Cavanagh, J. (concurring).
I concur in the order denying leave to appeal, but write to clarify one aspect of the Court of Appeals opinion. In this case, plaintiffs sued after the death of their seven-month-old daughter. During voir dire, defense counsel exercised a peremptory challenge against the only Black person on the panel. The prospective juror was also six and a half months pregnant. Plaintiff raised a challenge under Batson v Kentucky , 476 U.S. 79, 106 S.Ct. 1712, 90 L.Ed.2d 69 (1986), pointing out that defense counsel was excluding the only Black person on the panel. Defense counsel denied that the prospective juror was being excluded because of her race, stating, "It's really simple.... She's pregnant." Plaintiff's counsel responded that that could also be discriminatory because only women can become pregnant. Defense counsel clarified the rationale was more precisely that the prospective juror was an expectant parent. Defense counsel explained that because the case involved the death of an infant, their strategy was to exclude prospective jurors who were parents of young children, regardless of the gender of the juror. The trial court accepted defense counsel's explanation as rational and nondiscriminatory.
"A Batson error occurs when a juror is actually dismissed on the basis of race or gender." People v Bell , 473 Mich. 275, 293, 702 N.W.2d 128 (2005) (opinion by CORRIGAN , J.). See also J.E.B. v Alabama ex rel T.B. , 511 U.S. 127, 114 S.Ct. 1419 (1994). The opponent of a peremptory challenge must first make a prima facie showing of discrimination by establishing that:
(1) [the prospective juror] is a member of a cognizable racial group; (2) the proponent has exercised a peremptory challenge to exclude a member of a certain racial group from the jury pool; and (3) all the relevant circumstances raise an inference that the proponent of the challenge excluded the prospective juror on the basis of race. [ People v Knight , 473 Mich. 324, 336, 701 N.W.2d 715 (2005).]
If the prima facie showing is made, the burden shifts to the proponent of the peremptory challenge to articulate a nondiscriminatory explanation. People v Kabongo , 507 Mich. 78, 89, 968 N.W.2d 264 (2021) (opinion by ZAHRA , J.). Finally, the court must determine whether the explanation is mere pretext. Knight , 473 Mich. at 337-338, 701 N.W.2d 715.
I disagree with the Court of Appeals’ suggestion that the prospective juror was properly excluded because she would decide the case based on her emotion rather than logic.
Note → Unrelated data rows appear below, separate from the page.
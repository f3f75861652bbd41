use std::io::{self, Write};

use num_format::{Locale, ToFormattedString};
use owo_colors::{OwoColorize, Style};
use rust_decimal::{prelude::ToPrimitive, Decimal};
use rust_decimal_macros::dec;

pub const UNAVAILABLE: &str = "—";

pub fn confirm_action(action: &str) -> bool {
    print!("Would you like to {}? (y/n): ", action);
    if io::stdout().flush().is_err() {
        return false;
    }

    let mut input = String::new();
    if io::stdin().read_line(&mut input).is_err() {
        return false;
    }

    matches!(input.trim().to_lowercase().as_str(), "y" | "yes")
}

pub fn format_currency(amount: Decimal, round: bool) -> String {
    if round {
        let amount_rounded: i64 = amount.round().to_i64().unwrap_or_default();
        format!("₹ {}", amount_rounded.to_formatted_string(&Locale::en_IN))
    } else {
        let rounded = amount.round_dp(2);
        let sign = if rounded.is_sign_negative() && !rounded.is_zero() {
            "-"
        } else {
            ""
        };
        let absolute = rounded.abs();
        let whole = absolute.trunc().to_i64().unwrap_or_default();
        let paise = (absolute.fract() * dec!(100)).to_i64().unwrap_or_default();
        format!(
            "₹ {}{}.{:02}",
            sign,
            whole.to_formatted_string(&Locale::en_IN),
            paise
        )
    }
}

pub fn format_optional_currency(amount: Option<Decimal>) -> String {
    amount
        .map(|amount| format_currency(amount, false))
        .unwrap_or_else(|| UNAVAILABLE.to_string())
}

pub fn format_number(value: Option<f64>) -> String {
    match value.filter(|v| v.is_finite()) {
        Some(v) => (v.round() as i64).to_formatted_string(&Locale::en_IN),
        None => UNAVAILABLE.to_string(),
    }
}

pub fn format_ratio(value: Option<f64>) -> String {
    match value.filter(|v| v.is_finite()) {
        Some(v) => format!("{:.2}", v),
        None => UNAVAILABLE.to_string(),
    }
}

fn change_style(value: f64) -> Style {
    if value >= 0.0 {
        Style::new().green().bold()
    } else {
        Style::new().red().bold()
    }
}

/// Signed percentage, green for gains and red for losses.
pub fn format_change(value: Option<f64>) -> String {
    match value.filter(|v| v.is_finite()) {
        Some(v) => format!("{}", format!("{:+.2}%", v).style(change_style(v))),
        None => UNAVAILABLE.to_string(),
    }
}

pub fn format_plain_percent(value: Option<f64>) -> String {
    match value.filter(|v| v.is_finite()) {
        Some(v) => format!("{:.2}%", v),
        None => UNAVAILABLE.to_string(),
    }
}

#[cfg(test)]
mod tests {
    use super::*;

    #[test]
    fn currency_uses_indian_digit_grouping() {
        assert_eq!(format_currency(dec!(1234567.4), true), "₹ 12,34,567");
        assert_eq!(format_currency(dec!(1234567.456), false), "₹ 12,34,567.46");
        assert_eq!(format_currency(dec!(-1500.5), false), "₹ -1,500.50");
        assert_eq!(format_currency(dec!(0), false), "₹ 0.00");
    }

    #[test]
    fn missing_values_render_as_dash() {
        assert_eq!(format_optional_currency(None), UNAVAILABLE);
        assert_eq!(format_number(None), UNAVAILABLE);
        assert_eq!(format_ratio(Some(f64::NAN)), UNAVAILABLE);
        assert_eq!(format_change(None), UNAVAILABLE);
        assert_eq!(format_plain_percent(Some(12.5)), "12.50%");
    }
}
Excluding pregnant women as a class on the basis that they could not be impartial would fall into exactly the trap the United States Supreme Court has warned of: "We shall not accept as a defense to gender-based peremptory challenges ‘the very stereotype the law condemns.’ " J.E.B. , 511 U.S. at 138, 114 S.Ct. 1419 (citation omitted). However, I concur in the denial of leave to appeal because the defendant's explanation of excluding parents of young children makes sense in the context of this trial and does not run afoul of Batson . Further, there is evidence in the record to support this explanation because all but one of the prospective jurors were asked whether they had children and the ages of their children.
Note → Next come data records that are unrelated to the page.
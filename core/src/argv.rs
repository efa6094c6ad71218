//! Building argument lists from flag keys.
//!
//! Wrappers that spawn the CLI refer to flags by symbolic key and let
//! [`ArgvBuilder`] pick the spelling, so a renamed flag only changes the
//! catalog. Long names are always emitted.
//!
//! # Examples
//!
//! ```
//! use flag_registry_core::{ArgvBuilder, FlagRegistry, standard::{commands, keys}};
//!
//! let registry = FlagRegistry::standard().unwrap();
//! let argv = ArgvBuilder::for_command(&registry, commands::PROJECT_PACKAGE)
//!     .unwrap()
//!     .option(keys::OUTPUT_PATH, "/tmp/out")
//!     .flag_if(keys::SKIP_PUBLISH_CHECK, true)
//!     .flag_if(keys::OVERWRITE, false)
//!     .positional("/work/project")
//!     .build()
//!     .unwrap();
//!
//! assert_eq!(
//!     argv,
//!     ["project", "package", "--output-path", "/tmp/out", "--skip-publish-check", "/work/project"]
//! );
//! ```

use crate::catalog::FlagCatalog;
use crate::error::{RegistryError, Result};
use crate::registry::FlagRegistry;

/// Accumulates arguments for one invocation against a flag set.
///
/// The first unknown key is remembered and returned from
/// [`build`](ArgvBuilder::build).
#[derive(Debug)]
pub struct ArgvBuilder<'a> {
    flags: &'a FlagCatalog,
    args: Vec<String>,
    error: Option<RegistryError>,
}

impl<'a> ArgvBuilder<'a> {
    /// Starts an empty argument list checked against `flags`.
    pub fn new(flags: &'a FlagCatalog) -> Self {
        Self {
            flags,
            args: Vec::new(),
            error: None,
        }
    }

    /// Starts an argument list with the words of `command`, checked against
    /// that command's flag set.
    ///
    /// # Errors
    ///
    /// Returns [`RegistryError::UnknownCommand`] if `command` is not
    /// registered.
    pub fn for_command(registry: &'a FlagRegistry, command: &str) -> Result<Self> {
        let mut builder = Self::new(registry.command(command)?);
        builder
            .args
            .extend(command.split_whitespace().map(String::from));
        Ok(builder)
    }

    /// Appends the long name of `key`.
    pub fn flag(mut self, key: &str) -> Self {
        if let Some(long) = self.long_name(key) {
            self.args.push(long);
        }
        self
    }

    /// Appends the long name of `key` when `enabled` is set.
    pub fn flag_if(self, key: &str, enabled: bool) -> Self {
        if enabled { self.flag(key) } else { self }
    }

    /// Appends the long name of `key` followed by `value`.
    pub fn option(mut self, key: &str, value: impl Into<String>) -> Self {
        if let Some(long) = self.long_name(key) {
            self.args.push(long);
            self.args.push(value.into());
        }
        self
    }

    /// Appends `key` and `value` only when a value is present.
    pub fn option_if_some<V: Into<String>>(self, key: &str, value: Option<V>) -> Self {
        match value {
            Some(value) => self.option(key, value),
            None => self,
        }
    }

    /// Appends a raw argument.
    pub fn positional(mut self, arg: impl Into<String>) -> Self {
        self.args.push(arg.into());
        self
    }

    /// Returns the arguments.
    ///
    /// # Errors
    ///
    /// Returns the first [`RegistryError::UnknownFlagKey`] encountered.
    pub fn build(self) -> Result<Vec<String>> {
        match self.error {
            Some(err) => Err(err),
            None => Ok(self.args),
        }
    }

    fn long_name(&mut self, key: &str) -> Option<String> {
        if self.error.is_some() {
            return None;
        }
        match self.flags.lookup(key) {
            Ok(identity) => Some(identity.long_name().to_string()),
            Err(err) => {
                self.error = Some(err);
                None
            }
        }
    }
}
use std::fs;
use std::path::Path;
use std::process::{Command, Output};

const BIN: &str = env!("CARGO_BIN_EXE_flag-registry");

fn run(args: &[&str]) -> Output {
    Command::new(BIN)
        .args(args)
        .output()
        .expect("failed to run flag-registry")
}

fn stdout(output: &Output) -> String {
    String::from_utf8_lossy(&output.stdout).into_owned()
}

fn stderr(output: &Output) -> String {
    String::from_utf8_lossy(&output.stderr).into_owned()
}

fn write_table(path: &Path, body: &str) {
    fs::write(path, body).expect("failed to write flag table");
}

// ---------------------------------------------------------------------------
// Built-in registry
// ---------------------------------------------------------------------------

#[test]
fn check_accepts_builtin_registry() {
    let output = run(&["check"]);
    assert!(output.status.success(), "stderr: {}", stderr(&output));
    assert!(stdout(&output).contains("4 catalog(s), 6 command(s), 31 flag(s)"));
}

#[test]
fn catalogs_lists_groups_and_commands() {
    let output = run(&["catalogs"]);
    assert!(output.status.success());
    let text = stdout(&output);
    assert!(text.contains("general"));
    assert!(text.contains("base"));
    assert!(text.contains("project package"));
    assert!(text.contains("general.SKIP_PUBLISH_CHECK"));
}

#[test]
fn show_renders_usage_forms() {
    let output = run(&["show", "--catalog", "base"]);
    assert!(output.status.success());
    let text = stdout(&output);
    assert!(text.contains("-w, --working-dir"));
    assert!(text.contains("--no-cache"));
    assert!(text.contains("WORKING_DIR"));
}

#[test]
fn show_command_as_json() {
    let output = run(&["show", "--command", "test", "--format", "json"]);
    assert!(output.status.success());

    let json: serde_json::Value = serde_json::from_str(&stdout(&output)).unwrap();
    assert_eq!(json["name"], "test");
    let flags = json["flags"].as_array().unwrap();
    assert_eq!(flags.len(), 19 + 3 + 2);
    let junit = flags.iter().find(|f| f["key"] == "JUNIT_REPORTS").unwrap();
    assert_eq!(junit["group"], "test");
    assert_eq!(junit["long"], "--junit-reports");
}

#[test]
fn show_requires_a_target() {
    let output = run(&["show"]);
    assert!(!output.status.success());
}

#[test]
fn show_unknown_command_fails() {
    let output = run(&["show", "--command", "server"]);
    assert!(!output.status.success());
    assert!(stderr(&output).contains("unknown command: server"));
}

// ---------------------------------------------------------------------------
// resolve
// ---------------------------------------------------------------------------

#[test]
fn resolve_classifies_tokens() {
    let output = run(&[
        "resolve",
        "--command",
        "eval",
        "--",
        "-w",
        "/work",
        "--format=yaml",
        "module.pkl",
    ]);
    assert!(output.status.success(), "stderr: {}", stderr(&output));
    let text = stdout(&output);
    assert!(text.contains("WORKING_DIR (base)"));
    assert!(text.contains("FORMAT (base) = yaml"));
    assert!(text.contains("positional"));
}

#[test]
fn resolve_reports_unknown_options() {
    let output = run(&[
        "resolve",
        "--command",
        "download-package",
        "--format",
        "json",
        "--",
        "--no-transitive",
        "--output-path",
    ]);
    assert!(!output.status.success());

    let reports: serde_json::Value = serde_json::from_str(&stdout(&output)).unwrap();
    assert_eq!(reports[0]["kind"], "flag");
    assert_eq!(reports[0]["key"], "NO_TRANSITIVE");
    assert_eq!(reports[1]["kind"], "unknown_option");
    assert!(stderr(&output).contains("1 unknown option(s) for 'download-package': --output-path"));
}

#[test]
fn resolve_tokens_after_separator_may_shadow_own_options() {
    let output = run(&[
        "resolve", "--command", "eval", "--format", "json", "--", "--format", "-v", "--table",
    ]);
    assert!(!output.status.success());

    let reports: serde_json::Value = serde_json::from_str(&stdout(&output)).unwrap();
    assert_eq!(reports[0]["key"], "FORMAT");
    assert_eq!(reports[1]["kind"], "unknown_option");
    assert_eq!(reports[2]["kind"], "unknown_option");
    assert!(stderr(&output).contains("2 unknown option(s) for 'eval': -v, --table"));
}

// ---------------------------------------------------------------------------
// Flag tables
// ---------------------------------------------------------------------------

#[test]
fn export_then_check_table() {
    let dir = tempfile::tempdir().unwrap();
    let path = dir.path().join("nested").join("flags.yaml");
    let path_str = path.to_str().unwrap();

    let output = run(&["export", "--output", path_str]);
    assert!(output.status.success(), "stderr: {}", stderr(&output));
    assert!(path.exists());

    let output = run(&["--table", path_str, "check"]);
    assert!(output.status.success(), "stderr: {}", stderr(&output));
    assert!(stdout(&output).contains("6 command(s)"));
}

#[test]
fn custom_table_drives_resolution() {
    let dir = tempfile::tempdir().unwrap();
    let path = dir.path().join("flags.yaml");
    write_table(
        &path,
        r#"
version: "1.0"
catalogs:
  - name: general
    flags:
      - { key: OUTPUT_PATH, long: --output-path, short: -o }
      - { key: OMIT_PROJECT_SETTINGS, long: --omit-project-settings }
commands:
  - name: render
    catalogs: [general]
"#,
    );

    let output = run(&[
        "resolve",
        "--table",
        path.to_str().unwrap(),
        "--command",
        "render",
        "--",
        "-o",
    ]);
    assert!(output.status.success(), "stderr: {}", stderr(&output));
    assert!(stdout(&output).contains("OUTPUT_PATH (general)"));
}

#[test]
fn check_rejects_duplicate_spelling() {
    let dir = tempfile::tempdir().unwrap();
    let path = dir.path().join("flags.yaml");
    write_table(
        &path,
        r#"
version: "1.0"
catalogs:
  - name: base
    flags:
      - { key: FORMAT, long: --format, short: -f }
  - name: output
    flags:
      - { key: OUTPUT_FORMAT, long: --output-format, short: -f }
commands:
  - name: eval
    catalogs: [base, output]
"#,
    );

    let output = run(&["--table", path.to_str().unwrap(), "check"]);
    assert!(!output.status.success());
    let err = stderr(&output);
    assert!(err.contains("duplicate flag spelling -f"), "stderr: {err}");
    assert!(err.contains("FORMAT, OUTPUT_FORMAT"), "stderr: {err}");
}

#[test]
fn check_names_key_of_malformed_flag() {
    let dir = tempfile::tempdir().unwrap();
    let path = dir.path().join("flags.yaml");
    write_table(
        &path,
        r#"
version: "1.0"
catalogs:
  - name: base
    flags:
      - { key: WORKING_DIR, long: --working-dir, short: -w }
      - { key: CACHE_DIR, long: cache-dir }
"#,
    );

    let output = run(&["--table", path.to_str().unwrap(), "check"]);
    assert!(!output.status.success());
    let err = stderr(&output);
    assert!(err.contains("CACHE_DIR in catalog base"), "stderr: {err}");
}

#[test]
fn check_rejects_missing_table() {
    let dir = tempfile::tempdir().unwrap();
    let path = dir.path().join("absent.yaml");
    let output = run(&["--table", path.to_str().unwrap(), "check"]);
    assert!(!output.status.success());
    assert!(stderr(&output).contains("Failed to load flag table"));
}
Welch, J., joins the statement of Cavanagh, J.
Clement, J. (dissenting).
I would not deny leave and would instead remand to the Court of Appeals for it to consider whether our ruling in Rouch World, LLC v Dep't of Civil Rights , ––– Mich. ––––, ––– N.W.2d ––––, 2022 WL 3007805 (2022) (Docket No. 162482), construing the phrase "because of ... sex" in MCL 37.2302(a), should inform its interpretation of the phrase "on the basis of ... sex" in MCR 2.511(F)(1).